The level of significance was deemed to be fairly high. In addition, the study’s drawback also emerges from the fact that we had little control over the correlated variables to include in the analysis due to the secondary data source we employed. Conclusions regarding a causal association, the relative contributions of immunization prior versus during the most recent pregnancy, or the best possible ways to increase coverage are not possible due to the cross-sectional character of this investigation. In addition, the dependent variable for newborn death has a large number of missing values, making it impossible to include them in the analysis. This could lead to bias, and the variable varies over time, potentially changing the claimed association in longitudinal studies.
Conclusion
Premature infant death is more common among Bangladeshi women with no tetanus toxoid vaccination. Based on our findings, taking at least one maternal tetanus dose greatly reduces neonatal mortality, which clearly shows that increasing vaccination coverage as well as deploying the mandatory law of taking at least one maternal tetanus dose can save infants in great numbers.
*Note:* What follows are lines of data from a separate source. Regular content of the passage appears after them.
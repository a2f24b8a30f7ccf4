//! Spot-price providers as data. Each provider is a descriptor: how to build
//! its URL (None = disabled under the current config) and how to read a
//! SOL/USD figure out of its response shape. Adding, removing or reordering
//! a provider is an edit to [`spot_providers`], not a control-flow change.

use serde_json::Value;

use crate::engine::EngineConfig;

pub struct ProviderSpec {
    pub name: &'static str,
    pub url: fn(&EngineConfig) -> Option<String>,
    pub parse: fn(&Value) -> Option<f64>,
}

/// Ordered by preference; the race logs which one actually won.
pub fn spot_providers() -> Vec<ProviderSpec> {
    vec![
        ProviderSpec {
            name: "relay",
            url: |cfg| {
                cfg.relay_base
                    .as_ref()
                    .map(|base| format!("{}/api/price", base.trim_end_matches('/')))
            },
            parse: |j| number(&j["solUsd"]),
        },
        ProviderSpec {
            name: "cryptocompare",
            url: |_| {
                Some("https://min-api.cryptocompare.com/data/price?fsym=SOL&tsyms=USD".into())
            },
            parse: |j| number(&j["USD"]),
        },
        ProviderSpec {
            name: "jupiter-v6",
            url: |_| Some("https://price.jup.ag/v6/price?ids=SOL".into()),
            parse: parse_jupiter,
        },
        ProviderSpec {
            name: "jupiter-v4",
            url: |_| Some("https://price.jup.ag/v4/price?ids=SOL".into()),
            parse: parse_jupiter,
        },
        ProviderSpec {
            name: "pyth-hermes",
            url: |cfg| {
                cfg.pyth_feed_id.as_ref().map(|id| {
                    format!("https://hermes.pyth.network/v2/updates/price/latest?ids[]={id}")
                })
            },
            parse: parse_pyth,
        },
        ProviderSpec {
            name: "coingecko",
            url: |cfg| {
                cfg.allow_coingecko.then(|| {
                    "https://api.coingecko.com/api/v3/simple/price?ids=solana&vs_currencies=usd"
                        .into()
                })
            },
            parse: |j| number(&j["solana"]["usd"]),
        },
    ]
}

fn parse_jupiter(j: &Value) -> Option<f64> {
    number(&j["data"]["SOL"]["price"]).or_else(|| number(&j["data"]["SOL"]))
}

fn parse_pyth(j: &Value) -> Option<f64> {
    let p = &j["parsed"][0]["price"];
    let price = number(&p["price"])?;
    let expo = p["expo"].as_i64().unwrap_or(0) as i32;
    Some(price * 10f64.powi(expo))
}

/// Providers disagree on whether numbers arrive as JSON numbers or strings
/// (Dexscreener sends strings); accept both.
pub fn number(v: &Value) -> Option<f64> {
    v.as_f64()
        .or_else(|| v.as_str().and_then(|s| s.parse::<f64>().ok()))
}

/// Dexscreener pair lookup: USD and native price of the token itself.
pub fn dex_pair_url(pair: &str) -> String {
    format!("https://api.dexscreener.com/latest/dex/pairs/solana/{pair}")
}

pub fn parse_dex_pair(j: &Value) -> (Option<f64>, Option<f64>) {
    let p = &j["pairs"][0];
    (number(&p["priceUsd"]), number(&p["priceNative"]))
}

#[cfg(test)]
mod tests {
    use serde_json::json;

    use super::*;

    fn provider(name: &str) -> ProviderSpec {
        spot_providers()
            .into_iter()
            .find(|p| p.name == name)
            .unwrap()
    }

    #[test]
    fn cryptocompare_shape() {
        let j = json!({ "USD": 151.32 });
        assert_eq!((provider("cryptocompare").parse)(&j), Some(151.32));
        assert_eq!((provider("cryptocompare").parse)(&json!({})), None);
    }

    #[test]
    fn jupiter_shapes() {
        let v6 = json!({ "data": { "SOL": { "id": "SOL", "price": 149.9 } } });
        let v4 = json!({ "data": { "SOL": 150.1 } });
        assert_eq!((provider("jupiter-v6").parse)(&v6), Some(149.9));
        assert_eq!((provider("jupiter-v4").parse)(&v4), Some(150.1));
    }

    #[test]
    fn pyth_applies_exponent() {
        let j = json!({ "parsed": [ { "price": { "price": "15012345678", "expo": -8 } } ] });
        let v = (provider("pyth-hermes").parse)(&j).unwrap();
        assert!((v - 150.12345678).abs() < 1e-9);
    }

    #[test]
    fn coingecko_shape() {
        let j = json!({ "solana": { "usd": 148.77 } });
        assert_eq!((provider("coingecko").parse)(&j), Some(148.77));
    }

    #[test]
    fn relay_shape() {
        let j = json!({ "solUsd": 150.0, "dmdUsd": 0.0075, "dmdPerSol": 10000.0 });
        assert_eq!((provider("relay").parse)(&j), Some(150.0));
    }

    #[test]
    fn dexscreener_string_prices() {
        let j = json!({ "pairs": [ { "priceUsd": "0.00082", "priceNative": "0.0000055" } ] });
        let (usd, native) = parse_dex_pair(&j);
        assert_eq!(usd, Some(0.00082));
        assert_eq!(native, Some(0.0000055));
        assert_eq!(parse_dex_pair(&json!({ "pairs": [] })), (None, None));
    }

    #[test]
    fn disabled_providers_build_no_url() {
        let cfg = EngineConfig::default();
        assert_eq!((provider("relay").url)(&cfg), None);
        assert_eq!((provider("pyth-hermes").url)(&cfg), None);
        assert_eq!((provider("coingecko").url)(&cfg), None);
        assert!((provider("cryptocompare").url)(&cfg).is_some());
    }
}
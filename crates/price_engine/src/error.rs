use thiserror::Error;

#[derive(Debug, Error)]
pub enum PriceError {
    /// One provider failed or returned an implausible shape. Never fatal;
    /// the race simply moves on.
    #[error("price source `{provider}` unavailable: {reason}")]
    SourceUnavailable {
        provider: &'static str,
        reason: String,
    },

    /// Every provider failed and no acceptable cached value exists. The
    /// consumer must render unknown, not zero.
    #[error("all price sources exhausted")]
    AllSourcesExhausted,
}
//! Command inventory of the content tree
//!
//! Every mutation the tree supports is a variant here; `apply()` is the
//! single entry point that executes one.

use crate::model::{NodeId, Target};
use crate::ops::{NewNode, NodeChanges};

#[derive(Debug, Clone, PartialEq)]
pub enum Command {
    /// Create a node (and its content object for record types)
    NodeCreate(NewNode),

    /// Edit node and content attributes
    NodeUpdate {
        node_id: NodeId,
        changes: NodeChanges,
    },

    /// Destroy a node with its subtree and content objects
    NodeDestroy { node_id: NodeId },

    /// Relocate a subtree
    NodeMove { node_id: NodeId, target: Target },

    /// Duplicate a subtree with fresh identities
    NodeCopy { node_id: NodeId, target: Target },
}

impl Command {
    /// Stable operation name used in logs
    pub fn op_name(&self) -> &'static str {
        match self {
            Command::NodeCreate(_) => "node_create",
            Command::NodeUpdate { .. } => "node_update",
            Command::NodeDestroy { .. } => "node_destroy",
            Command::NodeMove { .. } => "node_move",
            Command::NodeCopy { .. } => "node_copy",
        }
    }
}
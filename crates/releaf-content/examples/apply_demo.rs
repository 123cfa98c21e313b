//! Apply API demonstration
//!
//! Threads a content tree through `apply()`: build a small site from a
//! TOML configuration, move and copy a subtree, then show a rejected
//! command leaving the tree untouched.
#![allow(clippy::unwrap_used, clippy::expect_used)]

use releaf_content::queries;
use releaf_content::{apply, Command, ContentConfig, NewNode, Target, Tree};

const CONFIG: &str = r#"
[content_types.Text]
columns = ["id", "text_html"]

[content_types.Book]
columns = ["id", "title", "year"]

[content_types.Store]
columns = ["id", "title"]

[[singleness]]
for = ["Book"]
under = ["Store"]
"#;

fn print_tree(tree: &Tree) {
    for node in tree.list_nodes() {
        println!(
            "{}{} [{}..{}] slug={}",
            "  ".repeat(node.depth() as usize),
            node,
            node.lft(),
            node.rgt(),
            node.slug
        );
    }
    println!();
}

fn main() -> Result<(), Box<dyn std::error::Error>> {
    println!("=== Releaf Apply API Demo ===\n");

    let schema = ContentConfig::from_toml_str(CONFIG)?.into_schema()?;
    let state = Tree::new(schema);

    let (state, home) = apply(state, Command::NodeCreate(NewNode::new("Home", "Text")))?;
    let home = home.node_id().expect("created");
    let (state, shop) = apply(
        state,
        Command::NodeCreate(NewNode::new("Shop", "Store").under(home)),
    )?;
    let shop = shop.node_id().expect("created");
    let (state, _) = apply(
        state,
        Command::NodeCreate(
            NewNode::new("Dune", "Book")
                .under(shop)
                .with_attribute("title", "Dune"),
        ),
    )?;
    println!("## Initial tree\n");
    print_tree(&state);

    let (state, _) = apply(
        state,
        Command::NodeMove {
            node_id: shop,
            target: Target::Root,
        },
    )?;
    let (state, copy) = apply(
        state,
        Command::NodeCopy {
            node_id: shop,
            target: Target::Root,
        },
    )?;
    println!("## After moving Shop to the root and copying it\n");
    print_tree(&state);

    let copy = copy.node_id().expect("copied");
    println!(
        "Types allowed under the copy: {:?}\n",
        queries::valid_node_content_classes(&state, Some(copy))
    );

    let rejected = apply(
        state.clone(),
        Command::NodeCreate(NewNode::new("Second book", "Book").under(copy)),
    );
    match rejected {
        Ok(_) => println!("unexpected: second Book accepted"),
        Err(e) => println!("Rejected as expected: {}", e),
    }
    println!("Tree still has {} nodes", state.len());

    Ok(())
}
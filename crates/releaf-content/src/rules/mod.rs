pub mod invariants;
pub mod singleness;
pub mod validation;

pub use invariants::{check_integrity, IntegrityIssue};
pub use singleness::SinglenessRule;
pub use validation::validate_node;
Additional investigation is required to determine the pattern of declining infant mortality in Bangladesh following vaccination against maternal tetanus toxoid since there is no evidence related to this. Furthermore, Women with higher education levels, those in the wealthiest quintile, and those with greater parity were all significantly linked to reduced odds of newborn mortality. To decrease neonatal death for the betterment of a country like Bangladesh, we advise taking help from the government and other organizations in conducting immunization campaigns, increasing vaccination coverage, and improving self-care through proper education and awareness.
Acknowledgments
We acknowledge UNICEF and the Bangladesh Bureau of Statistics for allowing us to use the data.